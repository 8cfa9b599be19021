//! # Cluster Resource Cache
//!
//! Watches namespaces and services, keeps the ones that belong to this mesh,
//! and announces changes to interested subsystems.
//!
//! - [`CacheController`]: the cache and its accessors
//! - [`announcements`]: per-kind bounded fan-out
//! - [`WatchSource`]: the watch feed the cache consumes
//! - [`FakeClusterApi`]: an in-memory cluster implementing [`WatchSource`]

pub mod announcements;
pub mod controller;
pub mod fake;
pub mod types;
pub mod watch;

pub use announcements::{Announcement, AnnouncementBus, AnnouncementType, Announcements, Resource};
pub use controller::CacheController;
pub use fake::FakeClusterApi;
pub use types::{
    MeshService, Namespace, ResourceKind, Service, ServicePort, ServiceSpec, MONITOR_LABEL,
};
pub use watch::{WatchEvent, WatchSource};
//! The set of root certificates peers currently trust.
//!
//! During dual trust the bundle holds both the outgoing and the incoming root.
//! Consumers read [`TrustBundle::pem_bundle`] and re-read it whenever a version
//! is published on [`TrustBundle::subscribe`].

use std::sync::atomic::{AtomicU64, Ordering};
use std::sync::{Arc, RwLock, RwLockReadGuard, RwLockWriteGuard};

use tokio::sync::broadcast;

use crate::certificate::{RootCertificate, SerialNumber};

#[derive(Debug)]
struct BundleInner {
    roots: RwLock<Vec<RootCertificate>>,
    version: AtomicU64,
    update_tx: broadcast::Sender<u64>,
}

/// Shared, cloneable trust bundle.
#[derive(Debug, Clone)]
pub struct TrustBundle {
    inner: Arc<BundleInner>,
}

impl Default for TrustBundle {
    fn default() -> Self {
        Self::new()
    }
}

impl TrustBundle {
    pub fn new() -> Self {
        let (update_tx, _) = broadcast::channel(128);
        Self {
            inner: Arc::new(BundleInner {
                roots: RwLock::new(Vec::new()),
                version: AtomicU64::new(0),
                update_tx,
            }),
        }
    }

    fn read(&self) -> RwLockReadGuard<'_, Vec<RootCertificate>> {
        self.inner.roots.read().unwrap_or_else(|poisoned| poisoned.into_inner())
    }

    fn write(&self) -> RwLockWriteGuard<'_, Vec<RootCertificate>> {
        self.inner.roots.write().unwrap_or_else(|poisoned| poisoned.into_inner())
    }

    fn publish(&self) {
        let version = self.inner.version.fetch_add(1, Ordering::Relaxed) + 1;
        let _ = self.inner.update_tx.send(version);
    }

    /// Add a root. Returns `false` if a root with the same serial is present.
    pub fn add(&self, root: RootCertificate) -> bool {
        {
            let mut roots = self.write();
            if roots.iter().any(|r| r.serial_number() == root.serial_number()) {
                return false;
            }
            tracing::info!(serial = %root.serial_number(), "Adding root to trust bundle");
            roots.push(root);
        }
        self.publish();
        true
    }

    /// Remove the root with `serial`. Returns whether it was present.
    pub fn remove(&self, serial: &SerialNumber) -> bool {
        let removed = {
            let mut roots = self.write();
            let before = roots.len();
            roots.retain(|r| r.serial_number() != serial);
            roots.len() != before
        };
        if removed {
            tracing::info!(serial = %serial, "Removed root from trust bundle");
            self.publish();
        }
        removed
    }

    /// Keep only the root with `serial`. Returns the number of roots dropped.
    pub fn retire_all_except(&self, serial: &SerialNumber) -> usize {
        let retired = {
            let mut roots = self.write();
            let before = roots.len();
            roots.retain(|r| r.serial_number() == serial);
            before - roots.len()
        };
        if retired > 0 {
            tracing::info!(kept = %serial, retired, "Retired old roots from trust bundle");
            self.publish();
        }
        retired
    }

    /// Make the bundle hold exactly `roots`, deduplicated by serial. A version
    /// is published only if the set of serials changed.
    pub fn replace(&self, roots: Vec<RootCertificate>) -> bool {
        let mut unique: Vec<RootCertificate> = Vec::with_capacity(roots.len());
        for root in roots {
            if !unique.iter().any(|r| r.serial_number() == root.serial_number()) {
                unique.push(root);
            }
        }

        {
            let mut current = self.write();
            let held = |root: &RootCertificate| {
                current.iter().any(|r| r.serial_number() == root.serial_number())
            };
            let same = current.len() == unique.len() && unique.iter().all(held);
            if same {
                return false;
            }
            let serials: Vec<&str> = unique.iter().map(|r| r.serial_number().as_str()).collect();
            tracing::info!(serials = ?serials, "Replacing trusted roots");
            *current = unique;
        }
        self.publish();
        true
    }

    pub fn contains(&self, serial: &SerialNumber) -> bool {
        self.read().iter().any(|r| r.serial_number() == serial)
    }

    /// Snapshot of the trusted roots in insertion order.
    pub fn roots(&self) -> Vec<RootCertificate> {
        self.read().clone()
    }

    pub fn len(&self) -> usize {
        self.read().len()
    }

    pub fn is_empty(&self) -> bool {
        self.read().is_empty()
    }

    /// Concatenated PEM of every trusted root.
    pub fn pem_bundle(&self) -> String {
        let roots = self.read();
        let mut bundle = String::new();
        for root in roots.iter() {
            bundle.push_str(root.pem().trim_end());
            bundle.push('\n');
        }
        bundle
    }

    pub fn version(&self) -> u64 {
        self.inner.version.load(Ordering::Relaxed)
    }

    /// Receive the new bundle version after every change.
    pub fn subscribe(&self) -> broadcast::Receiver<u64> {
        self.inner.update_tx.subscribe()
    }
}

- - -

*Task directions*. Copy whichever lines above contain the string "info".

*Task result*.
            tracing::info!(serial = %root.serial_number(), "Adding root to trust bundle");
            tracing::info!(serial = %serial, "Removed root from trust bundle");
            tracing::info!(kept = %serial, retired, "Retired old roots from trust bundle");
            tracing::info!(serials = ?serials, "Replacing trusted roots");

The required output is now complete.